Besprochene Bücher / Literaturhinweise

Auf literaturkritik.de wurden die ersten beiden Bände Der Kranz (Kransen, 1920) und Die Frau (Husfrue, 1921) von Sigrid Undsets in der ersten Hälfte des 14. Jahrhunderts spielender, von großer Fabulierlust und selbstsicherem Erzählen zeugender Romantrilogie Kristin Lavranstocher ausführlich vorgestellt. Diese Romantrilogie, jetzt neu und wohl erstmals „aus dem norwegischen Original“ übersetzt von Gabriele Haefs und in allen drei Bänden mit einem hilfreichen Glossar versehen, legte den Grundstein für die Verleihung des Literaturnobelpreises an Undset im Jahre 1928.

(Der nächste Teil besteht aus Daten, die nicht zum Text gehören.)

use serde::{Deserialize, Serialize};
use std::hash::{Hash, Hasher};

/// Sentinel used to seed bounding box accumulation.
const BOUNDS_SENTINEL: f64 = 9999.0;

/// A geographic position in degrees.
///
/// On the wire a position is a `[lng, lat]` pair, matching the order used by
/// the mesh node database.
#[derive(Debug, Copy, Clone, PartialEq, Serialize, Deserialize)]
#[serde(from = "[f64; 2]", into = "[f64; 2]")]
pub struct LngLat {
    pub lng: f64,
    pub lat: f64,
}

impl LngLat {
    pub const fn new(lng: f64, lat: f64) -> Self {
        Self { lng, lat }
    }
}

impl From<[f64; 2]> for LngLat {
    fn from([lng, lat]: [f64; 2]) -> Self {
        Self { lng, lat }
    }
}

impl From<LngLat> for [f64; 2] {
    fn from(pos: LngLat) -> Self {
        [pos.lng, pos.lat]
    }
}

// Hash the bit patterns so snapshots can be fingerprinted.
impl Hash for LngLat {
    fn hash<H: Hasher>(&self, state: &mut H) {
        self.lng.to_bits().hash(state);
        self.lat.to_bits().hash(state);
    }
}

/// A geographic box in degrees.
#[derive(Debug, Copy, Clone, PartialEq, Serialize, Deserialize)]
pub struct GeoBounds {
    pub north: f64,
    pub south: f64,
    pub east: f64,
    pub west: f64,
}

impl GeoBounds {
    /// Smallest box enclosing every point.
    ///
    /// Returns `None` for an empty input instead of the sentinel box.
    pub fn enclosing<I>(points: I) -> Option<Self>
    where
        I: IntoIterator<Item = LngLat>,
    {
        let mut min_lng = BOUNDS_SENTINEL;
        let mut min_lat = BOUNDS_SENTINEL;
        let mut max_lng = -BOUNDS_SENTINEL;
        let mut max_lat = -BOUNDS_SENTINEL;
        let mut seen = false;

        for LngLat { lng, lat } in points {
            seen = true;
            if lng < min_lng {
                min_lng = lng;
            }
            if lng > max_lng {
                max_lng = lng;
            }
            if lat < min_lat {
                min_lat = lat;
            }
            if lat > max_lat {
                max_lat = lat;
            }
        }

        seen.then_some(Self {
            north: max_lat,
            south: min_lat,
            east: max_lng,
            west: min_lng,
        })
    }

    pub fn center(&self) -> LngLat {
        LngLat {
            lng: (self.east + self.west) / 2.0,
            lat: (self.north + self.south) / 2.0,
        }
    }
}
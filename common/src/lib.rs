pub mod error;
pub mod filters;
pub mod geo;
pub mod network;

pub use error::{ConfigError, NetworkError, ViewError};
pub use filters::Filters;
pub use geo::{GeoBounds, LngLat};
pub use network::{Kiosk, Link, LinkEndpoint, LinkKey, Network, Node, NodeId, NodeStatus};
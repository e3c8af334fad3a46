use thiserror::Error;

/// Domain-specific errors for loading a network snapshot
#[derive(Error, Debug)]
pub enum NetworkError {
    #[error("Failed to read network snapshot {path}: {source}")]
    ReadError {
        path: String,
        source: std::io::Error,
    },

    #[error("Network snapshot parsing failed: {0}")]
    ParseError(#[from] serde_json::Error),

    #[error("Duplicate node id {0} in snapshot")]
    DuplicateNode(String),

    #[error(transparent)]
    Other(#[from] anyhow::Error),
}

/// Domain-specific errors raised by the presentation collaborators
/// (marker/line handles and the map widget)
#[derive(Error, Debug)]
pub enum ViewError {
    #[error("Marker handle for node {0} is detached")]
    MarkerDetached(String),

    #[error("Line handle for link {0} is detached")]
    LineDetached(String),

    #[error("Camera command rejected: {0}")]
    CameraRejected(String),

    #[error("Navigation to {path} failed: {reason}")]
    NavigationFailed { path: String, reason: String },

    #[error(transparent)]
    Other(#[from] anyhow::Error),
}

/// Domain-specific errors for map view configuration
#[derive(Error, Debug)]
pub enum ConfigError {
    #[error("Configuration loading failed: {0}")]
    LoadError(String),

    #[error("Invalid padding divisor: {0} (must be greater than 0)")]
    InvalidPaddingDivisor(f64),

    #[error("Invalid default center: lat {lat}, lng {lng}")]
    InvalidCenter { lat: f64, lng: f64 },

    #[error("Invalid default zoom: {0}")]
    InvalidZoom(u8),

    #[error(transparent)]
    Other(#[from] anyhow::Error),
}

/// Convenience type alias for Results using NetworkError
pub type NetworkResult<T> = Result<T, NetworkError>;

/// Convenience type alias for Results using ViewError
pub type ViewResult<T> = Result<T, ViewError>;

/// Convenience type alias for Results using ConfigError
pub type ConfigResult<T> = Result<T, ConfigError>;
use crate::registry::VisibilityHandle;
use crate::viewport::{CameraCommand, MapWidget};
use crate::visibility::Visibility;
use common::error::{ViewError, ViewResult};
use common::geo::{GeoBounds, LngLat};
use std::cell::RefCell;
use std::rc::Rc;

/// Marker/line handle that records every state it is given. Clones share
/// the same log so a test can keep one while the registry owns another.
#[derive(Clone, Default)]
pub struct RecordingHandle {
    log: Rc<RefCell<Vec<Visibility>>>,
    fail: bool,
}

impl RecordingHandle {
    /// A handle whose widget is gone: every update fails.
    pub fn failing() -> Self {
        Self {
            fail: true,
            ..Default::default()
        }
    }

    pub fn current(&self) -> Option<Visibility> {
        self.log.borrow().last().copied()
    }

    pub fn history(&self) -> Vec<Visibility> {
        self.log.borrow().clone()
    }

    pub fn update_count(&self) -> usize {
        self.log.borrow().len()
    }
}

impl VisibilityHandle for RecordingHandle {
    fn set_visibility(&mut self, state: Visibility) -> ViewResult<()> {
        if self.fail {
            return Err(ViewError::MarkerDetached("recording".to_string()));
        }
        self.log.borrow_mut().push(state);
        Ok(())
    }
}

/// Map widget that records camera commands.
#[derive(Clone, Default)]
pub struct RecordingMap {
    log: Rc<RefCell<Vec<CameraCommand>>>,
    fail: bool,
}

impl RecordingMap {
    pub fn failing() -> Self {
        Self {
            fail: true,
            ..Default::default()
        }
    }

    pub fn commands(&self) -> Vec<CameraCommand> {
        self.log.borrow().clone()
    }

    fn record(&mut self, command: CameraCommand) -> ViewResult<()> {
        if self.fail {
            return Err(ViewError::CameraRejected("map not loaded".to_string()));
        }
        self.log.borrow_mut().push(command);
        Ok(())
    }
}

impl MapWidget for RecordingMap {
    fn pan_to(&mut self, center: LngLat) -> ViewResult<()> {
        self.record(CameraCommand::PanTo { center })
    }

    fn fit_bounds(&mut self, bounds: GeoBounds, padding: f64) -> ViewResult<()> {
        self.record(CameraCommand::FitBounds { bounds, padding })
    }

    fn pan_to_bounds(&mut self, bounds: GeoBounds, padding: f64) -> ViewResult<()> {
        self.record(CameraCommand::PanToBounds { bounds, padding })
    }
}
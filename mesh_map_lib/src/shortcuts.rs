//! Process-wide keyboard shortcuts.
//!
//! Listeners live on an [`InputSurface`] shared by the whole host. A view
//! registers through [`register_global_shortcuts`] and owns the returned
//! [`ShortcutSubscription`]; releasing (or dropping) the subscription
//! deregisters the listener.

use crate::route::{Router, ROOT_ROUTE};
use std::cell::{Cell, RefCell};
use std::collections::BTreeMap;
use std::rc::Rc;

pub const ESCAPE_KEY_CODE: u32 = 27;
pub const META_LEFT_KEY_CODE: u32 = 91;
pub const META_RIGHT_KEY_CODE: u32 = 93;

#[derive(Debug, Clone, Copy, PartialEq, Eq)]
pub enum Key {
    Escape,
    /// Either platform command key.
    Meta,
    Other(u32),
}

impl Key {
    pub fn from_code(code: u32) -> Self {
        match code {
            ESCAPE_KEY_CODE => Self::Escape,
            META_LEFT_KEY_CODE | META_RIGHT_KEY_CODE => Self::Meta,
            other => Self::Other(other),
        }
    }
}

#[derive(Debug, Clone, Copy, PartialEq, Eq)]
pub enum KeyEvent {
    Down(Key),
    Up(Key),
}

pub type ListenerId = u64;
type Listener = Rc<dyn Fn(KeyEvent)>;

/// The global input surface key events are dispatched on.
#[derive(Default)]
pub struct InputSurface {
    listeners: RefCell<BTreeMap<ListenerId, Listener>>,
    next_id: Cell<ListenerId>,
}

impl InputSurface {
    pub fn new() -> Self {
        Self::default()
    }

    pub fn add_listener(&self, listener: impl Fn(KeyEvent) + 'static) -> ListenerId {
        let id = self.next_id.get();
        self.next_id.set(id + 1);
        self.listeners.borrow_mut().insert(id, Rc::new(listener));
        id
    }

    pub fn remove_listener(&self, id: ListenerId) -> bool {
        self.listeners.borrow_mut().remove(&id).is_some()
    }

    pub fn listener_count(&self) -> usize {
        self.listeners.borrow().len()
    }

    pub fn dispatch(&self, event: KeyEvent) {
        // Snapshot so a listener may deregister while being called.
        let listeners: Vec<Listener> = self.listeners.borrow().values().cloned().collect();
        for listener in listeners {
            listener(event);
        }
    }
}

/// Ownership of a registered shortcut listener.
pub struct ShortcutSubscription {
    surface: Rc<InputSurface>,
    id: Option<ListenerId>,
}

impl ShortcutSubscription {
    pub fn is_active(&self) -> bool {
        self.id.is_some()
    }

    /// Deregister the listener. Idempotent.
    pub fn release(&mut self) {
        if let Some(id) = self.id.take() {
            self.surface.remove_listener(id);
            tracing::debug!(listener = id, "global shortcuts released");
        }
    }
}

impl Drop for ShortcutSubscription {
    fn drop(&mut self) {
        self.release();
    }
}

/// Escape navigates to the root route; holding a meta key arms
/// multi-select until it is released.
pub fn register_global_shortcuts(
    surface: &Rc<InputSurface>,
    multi_select: Rc<Cell<bool>>,
    router: Rc<dyn Router>,
) -> ShortcutSubscription {
    let id = surface.add_listener(move |event| match event {
        KeyEvent::Down(Key::Escape) => {
            if let Err(e) = router.push(ROOT_ROUTE) {
                tracing::warn!(error = %e, "escape navigation failed");
            }
        }
        KeyEvent::Down(Key::Meta) => multi_select.set(true),
        KeyEvent::Up(Key::Meta) => multi_select.set(false),
        _ => {}
    });
    tracing::debug!(listener = id, "global shortcuts registered");

    ShortcutSubscription {
        surface: Rc::clone(surface),
        id: Some(id),
    }
}
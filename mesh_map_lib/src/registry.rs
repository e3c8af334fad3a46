//! Live marker and line handles, keyed by node id and link identity.

use crate::visibility::{Mounted, Visibility, VisibilityPlan};
use common::error::ViewResult;
use common::network::{LinkKey, Network, NodeId};
use serde::Serialize;
use std::collections::HashMap;

/// Presentation contract of a rendered marker or line.
pub trait VisibilityHandle {
    fn set_visibility(&mut self, state: Visibility) -> ViewResult<()>;
}

/// Result of applying one plan.
#[derive(Debug, Clone, Copy, Default, PartialEq, Eq, Serialize)]
pub struct BatchOutcome {
    pub applied: usize,
    pub failed: usize,
}

#[derive(Default)]
pub struct HandleRegistry {
    markers: HashMap<NodeId, Box<dyn VisibilityHandle>>,
    lines: HashMap<LinkKey, Box<dyn VisibilityHandle>>,
}

impl HandleRegistry {
    pub fn new() -> Self {
        Self::default()
    }

    /// Register a marker; a remount replaces the previous handle.
    pub fn mount_marker(&mut self, id: NodeId, handle: Box<dyn VisibilityHandle>) {
        self.markers.insert(id, handle);
    }

    pub fn unmount_marker(&mut self, id: &NodeId) -> bool {
        self.markers.remove(id).is_some()
    }

    pub fn mount_line(&mut self, key: LinkKey, handle: Box<dyn VisibilityHandle>) {
        self.lines.insert(key, handle);
    }

    pub fn unmount_line(&mut self, key: &LinkKey) -> bool {
        self.lines.remove(key).is_some()
    }

    pub fn marker_count(&self) -> usize {
        self.markers.len()
    }

    pub fn line_count(&self) -> usize {
        self.lines.len()
    }

    pub fn clear(&mut self) {
        self.markers.clear();
        self.lines.clear();
    }

    pub fn mounted(&self) -> Mounted<'_> {
        Mounted::new(self.markers.keys(), self.lines.keys())
    }

    /// Whether every node and link of the snapshot has a live handle.
    pub fn covers(&self, network: &Network) -> bool {
        network
            .nodes()
            .iter()
            .all(|node| self.markers.contains_key(&node.id))
            && network
                .links()
                .iter()
                .all(|link| self.lines.contains_key(&link.key()))
    }

    /// Push a whole plan to the handles in one go.
    ///
    /// A failing handle is logged and counted; the rest of the batch still
    /// applies.
    pub fn apply(&mut self, plan: &VisibilityPlan) -> BatchOutcome {
        let mut outcome = BatchOutcome::default();

        for (id, state) in plan.nodes.iter() {
            let Some(handle) = self.markers.get_mut(id) else {
                continue;
            };
            match handle.set_visibility(*state) {
                Ok(()) => outcome.applied += 1,
                Err(e) => {
                    tracing::warn!(node = %id, error = %e, "marker visibility update failed");
                    outcome.failed += 1;
                }
            }
        }

        for (key, state) in plan.links.iter() {
            let Some(handle) = self.lines.get_mut(key) else {
                continue;
            };
            match handle.set_visibility(*state) {
                Ok(()) => outcome.applied += 1,
                Err(e) => {
                    tracing::warn!(link = %key, error = %e, "line visibility update failed");
                    outcome.failed += 1;
                }
            }
        }

        outcome
    }
}

#[cfg(test)]
mod tests {
    use super::*;
    use crate::test_helpers::handles::RecordingHandle;
    use crate::test_helpers::util::{mk_link, mk_network, mk_node};
    use common::network::NodeStatus;

    #[test]
    fn apply_reaches_mounted_handles_only() {
        let mut registry = HandleRegistry::new();
        let a = RecordingHandle::default();
        registry.mount_marker(NodeId::from("a"), Box::new(a.clone()));

        let mut plan = VisibilityPlan::default();
        plan.nodes.insert(NodeId::from("a"), Visibility::Highlight);
        plan.nodes.insert(NodeId::from("ghost"), Visibility::Dim);

        let outcome = registry.apply(&plan);
        assert_eq!(outcome, BatchOutcome { applied: 1, failed: 0 });
        assert_eq!(a.current(), Some(Visibility::Highlight));
    }

    #[test]
    fn failing_handle_does_not_abort_batch() {
        let mut registry = HandleRegistry::new();
        let ok = RecordingHandle::default();
        registry.mount_marker(NodeId::from("ok"), Box::new(ok.clone()));
        registry.mount_marker(NodeId::from("bad"), Box::new(RecordingHandle::failing()));
        let line = RecordingHandle::default();
        registry.mount_line(LinkKey::new("ok", "bad", "active"), Box::new(line.clone()));

        let mut plan = VisibilityPlan::default();
        plan.nodes.insert(NodeId::from("ok"), Visibility::Dim);
        plan.nodes.insert(NodeId::from("bad"), Visibility::Dim);
        plan.links
            .insert(LinkKey::new("ok", "bad", "active"), Visibility::Highlight);

        let outcome = registry.apply(&plan);
        assert_eq!(outcome, BatchOutcome { applied: 2, failed: 1 });
        assert_eq!(ok.current(), Some(Visibility::Dim));
        assert_eq!(line.current(), Some(Visibility::Highlight));
    }

    #[test]
    fn unmount_drops_handle() {
        let mut registry = HandleRegistry::new();
        registry.mount_marker(NodeId::from("a"), Box::new(RecordingHandle::default()));
        assert!(registry.unmount_marker(&NodeId::from("a")));
        assert!(!registry.unmount_marker(&NodeId::from("a")));
        assert_eq!(registry.marker_count(), 0);
    }

    #[test]
    fn covers_requires_every_entity() {
        let network = mk_network(
            vec![
                mk_node("a", 0.0, 0.0, NodeStatus::Installed, &[], &[]),
                mk_node("b", 1.0, 1.0, NodeStatus::Installed, &[], &[]),
            ],
            vec![mk_link("a", "b", "active")],
        );
        let mut registry = HandleRegistry::new();
        registry.mount_marker(NodeId::from("a"), Box::new(RecordingHandle::default()));
        registry.mount_marker(NodeId::from("b"), Box::new(RecordingHandle::default()));
        assert!(!registry.covers(&network));

        registry.mount_line(LinkKey::new("a", "b", "active"), Box::new(RecordingHandle::default()));
        assert!(registry.covers(&network));
    }
}
use serde::{Deserialize, Serialize};
use std::collections::BTreeMap;

/// Visibility toggles keyed by node type tag.
///
/// A missing key means visible; only an explicit `false` hides.
#[derive(Debug, Clone, Default, PartialEq, Eq, Hash, Serialize, Deserialize)]
#[serde(transparent)]
pub struct Filters(BTreeMap<String, bool>);

impl Filters {
    pub fn new() -> Self {
        Self::default()
    }

    pub fn is_visible(&self, type_tag: &str) -> bool {
        self.0.get(type_tag) != Some(&false)
    }

    pub fn set(&mut self, type_tag: impl Into<String>, visible: bool) {
        self.0.insert(type_tag.into(), visible);
    }

    /// Flip the flag for a tag; an absent tag is visible so it becomes hidden.
    pub fn toggle(&mut self, type_tag: &str) {
        let visible = self.is_visible(type_tag);
        self.0.insert(type_tag.to_string(), !visible);
    }

    pub fn iter(&self) -> impl Iterator<Item = (&str, bool)> {
        self.0.iter().map(|(k, v)| (k.as_str(), *v))
    }
}

impl<K: Into<String>> FromIterator<(K, bool)> for Filters {
    fn from_iter<T: IntoIterator<Item = (K, bool)>>(iter: T) -> Self {
        Self(iter.into_iter().map(|(k, v)| (k.into(), v)).collect())
    }
}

Zur Charakterisierung und Einordnung des nun vorgelegten dritten Bandes Das Kreuz (Korset, 1922) sei auf die Besprechungen der ersten beiden Bände verwiesen. Diese heben u.a. Undsets Kunst der Natur- und Landschaftsschilderung hervor und stellen den Figuren-, Orte-, Handlungs- und Detailreichtum der eposhaften Werke in historischen, gesellschaftlichen und (alltags)kulturellen Belangen heraus. Sie charakterisieren diese Werke als Amalgam aus Familiensaga, Liebesroman, historischem und Gesellschaftsroman und betonen, dass im historischen Gewand auch aktuelle Probleme (des frühen 20. Jahrhunderts) wie Liebe, Ehe und Emanzipation im Spannungsfeld zwischen eigenem Wollen, gesellschaftlichen Regeln, kirchlichen Normen und Glaube verhandelt werden.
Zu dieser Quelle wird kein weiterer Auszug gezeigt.